期刊
CANCER
卷 110, 期 7, 页码 1436-1444出版社
WILEY
DOI: 10.1002/cncr.22927
关键词
inflammatory breast cancer (IBC); locally advanced breast cancer (LABC); neoadjuvant therapy; prognosis
类别
资金
- NCI NIH HHS [2P30 CA016672-28] Funding Source: Medline
BACKGROUND. Inflammatory breast cancer (IBC) is the most aggressive manifestation of primary breast cancer. The authors compared the prognostic features of IBC and non-IBC locally advanced breast cancer (LABC) to gain insight into the biology of this disease entity. METHODS. This retrospective analysis consisted of 1071 patients, comprising 240 patients with IBC and 831 patients with non-IBC LABC who were enrolled in 10 consecutive clinical trials (5 from each disease group). All patients received similar multidisciplinary treatment.

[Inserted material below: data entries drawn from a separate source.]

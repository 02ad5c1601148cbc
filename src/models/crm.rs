// src/models/crm.rs

use chrono::{DateTime, Utc};
use serde::{Deserialize, Serialize};
use sqlx::FromRow;
use utoipa::ToSchema;
use uuid::Uuid;

// --- CLIENTE ---
// Chave natural: (company_id, name)
#[derive(Debug, Clone, Serialize, Deserialize, FromRow, ToSchema)]
#[serde(rename_all = "camelCase")]
pub struct Customer {
    pub id: Uuid,
    #[schema(ignore)]
    pub company_id: Uuid,

    #[schema(example = "Maria da Silva")]
    pub name: String,
    #[schema(example = "+55 11 99999-0000")]
    pub phone: Option<String>,

    pub created_at: DateTime<Utc>,
}
// src/services/import/normalizer.rs
//
// Normalização por tipo de folha: apara textos, converte números e valida
// enumerações. Nunca entra em pânico: devolve o registro tipado ou a rejeição.

use rust_decimal::Decimal;
use validator::Validate;

use crate::models::import::{
    BalanceType, ContainerItemRecord, CustomerBalanceRecord, CustomerRecord, NormalizedRow,
    OpeningBalanceRecord, OpeningStockRecord, RawRow, RowRejection, SheetKind, SupplierItemRecord,
    SupplierRecord,
};

// Nomes de coluna aceitos (comparação via `header_key`)
const CUSTOMER_NAME: &[&str] = &["customerName"];
const PHONE: &[&str] = &["phone"];
const SUPPLIER_NAME: &[&str] = &["supplierName"];
const CONTACT: &[&str] = &["contact"];
const COUNTRY: &[&str] = &["country"];
const ITEM_NAME: &[&str] = &["itemName"];
const PRICE: &[&str] = &["price"];
const QUANTITY: &[&str] = &["quantity"];
const BALANCE_TYPE: &[&str] = &["balanceType"];
const OPENING_BALANCE: &[&str] = &["openingBalance"];
const AMOUNT: &[&str] = &["amount"];
const NOTES: &[&str] = &["notes"];
const GROUP_LABEL: &[&str] = &["openingstock", "containerNo"];

pub fn normalize(kind: SheetKind, row: &RawRow) -> Result<NormalizedRow, RowRejection> {
    match kind {
        SheetKind::Customers => normalize_customer(row).map(NormalizedRow::Customer),
        SheetKind::Suppliers => normalize_supplier(row).map(NormalizedRow::Supplier),
        SheetKind::ItemsPrices => normalize_supplier_item(row).map(NormalizedRow::SupplierItem),
        SheetKind::OpeningBalances => normalize_opening_balance(row).map(NormalizedRow::OpeningBalance),
        SheetKind::OpeningStock => normalize_opening_stock(row).map(NormalizedRow::OpeningStock),
    }
}

fn text(row: &RawRow, names: &[&str]) -> String {
    row.text(names).unwrap_or_default()
}

// Campo numérico ausente ou ilegível vira zero e cai na regra de positividade.
fn number(row: &RawRow, names: &[&str]) -> Decimal {
    row.decimal(names).unwrap_or(Decimal::ZERO)
}

fn checked<T: Validate>(row: &RawRow, record: T) -> Result<T, RowRejection> {
    record
        .validate()
        .map(|_| record)
        .map_err(|_| RowRejection::invalid_data(row))
}

pub fn normalize_customer(row: &RawRow) -> Result<CustomerRecord, RowRejection> {
    checked(
        row,
        CustomerRecord {
            name: text(row, CUSTOMER_NAME),
            phone: text(row, PHONE),
        },
    )
}

pub fn normalize_supplier(row: &RawRow) -> Result<SupplierRecord, RowRejection> {
    checked(
        row,
        SupplierRecord {
            name: text(row, SUPPLIER_NAME),
            contact: text(row, CONTACT),
            country: text(row, COUNTRY),
        },
    )
}

pub fn normalize_supplier_item(row: &RawRow) -> Result<SupplierItemRecord, RowRejection> {
    checked(
        row,
        SupplierItemRecord {
            supplier_name: text(row, SUPPLIER_NAME),
            item_name: text(row, ITEM_NAME),
            price: number(row, PRICE),
        },
    )
}

/// Duas formas aceitas:
/// - `balanceType` (debit|credit) + `amount` positivo;
/// - `openingBalance` com sinal (positivo = cliente deve, negativo = crédito).
pub fn normalize_opening_balance(row: &RawRow) -> Result<OpeningBalanceRecord, RowRejection> {
    let customer_name = text(row, CUSTOMER_NAME);
    let notes = row.text(NOTES);

    let (balance_type, amount) = match row.text(BALANCE_TYPE) {
        Some(raw_type) => {
            let balance_type = match raw_type.to_lowercase().as_str() {
                "debit" => BalanceType::Debit,
                "credit" => BalanceType::Credit,
                _ => {
                    return Err(RowRejection::with_reason(
                        row,
                        format!("Invalid balance type \"{raw_type}\". Must be \"debit\" or \"credit\""),
                    ));
                }
            };
            (balance_type, number(row, AMOUNT))
        }
        None => {
            let signed = number(row, OPENING_BALANCE);
            let balance_type = if signed.is_sign_negative() {
                BalanceType::Credit
            } else {
                BalanceType::Debit
            };
            (balance_type, signed.abs())
        }
    };

    checked(
        row,
        OpeningBalanceRecord {
            customer_name,
            balance_type,
            amount,
            notes,
        },
    )
}

pub fn normalize_opening_stock(row: &RawRow) -> Result<OpeningStockRecord, RowRejection> {
    checked(
        row,
        OpeningStockRecord {
            supplier_name: text(row, SUPPLIER_NAME),
            item_name: text(row, ITEM_NAME),
            quantity: number(row, QUANTITY),
            price: number(row, PRICE),
            group_label: row.text(GROUP_LABEL),
        },
    )
}

pub fn normalize_container_item(row: &RawRow) -> Result<ContainerItemRecord, RowRejection> {
    checked(
        row,
        ContainerItemRecord {
            item_name: text(row, ITEM_NAME),
            quantity: number(row, QUANTITY),
            price: number(row, PRICE),
        },
    )
}

pub fn normalize_customer_balance(row: &RawRow) -> Result<CustomerBalanceRecord, RowRejection> {
    checked(
        row,
        CustomerBalanceRecord {
            customer_name: text(row, CUSTOMER_NAME),
            phone: row.text(PHONE),
            opening_balance: number(row, OPENING_BALANCE),
        },
    )
}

The authors measured time to disease recurrence for each individual site from the start of treatment to the date of disease recurrence or last follow-up (recurrence-free survival) and overall survival rates to the date of last follow-up or death. RESULTS. The median follow-up period was 69 months (range, 1-367 months). Pathologically complete response rates were 13.9% and 11.7% in the IBC and non-IBC LABC groups, respectively (P = .42). The 5-year estimates of cumulative incidence of recurrence were 64.8 % and 43.4% (P < .0001), respectively, for IBC and non-IBC LABC. IBC had significantly higher cumulative incidence of locoregional recurrence and distant soft-tissue and bone disease. The 5-year overall survival (OS) rate was 40.5% for the IBC group (95% CI, 34.5%-47.4%) and 63.2% for the non-IBC LABC group (95% CI, 60.0%-66.6%; P < .0001). CONCLUSIONS. EBC was associated with a worse prognosis and a distinctive pattern of early recurrence compared with LABC. These data suggested that investigating factors affecting homing of cancer cells may provide novel treatment strategies for IBC.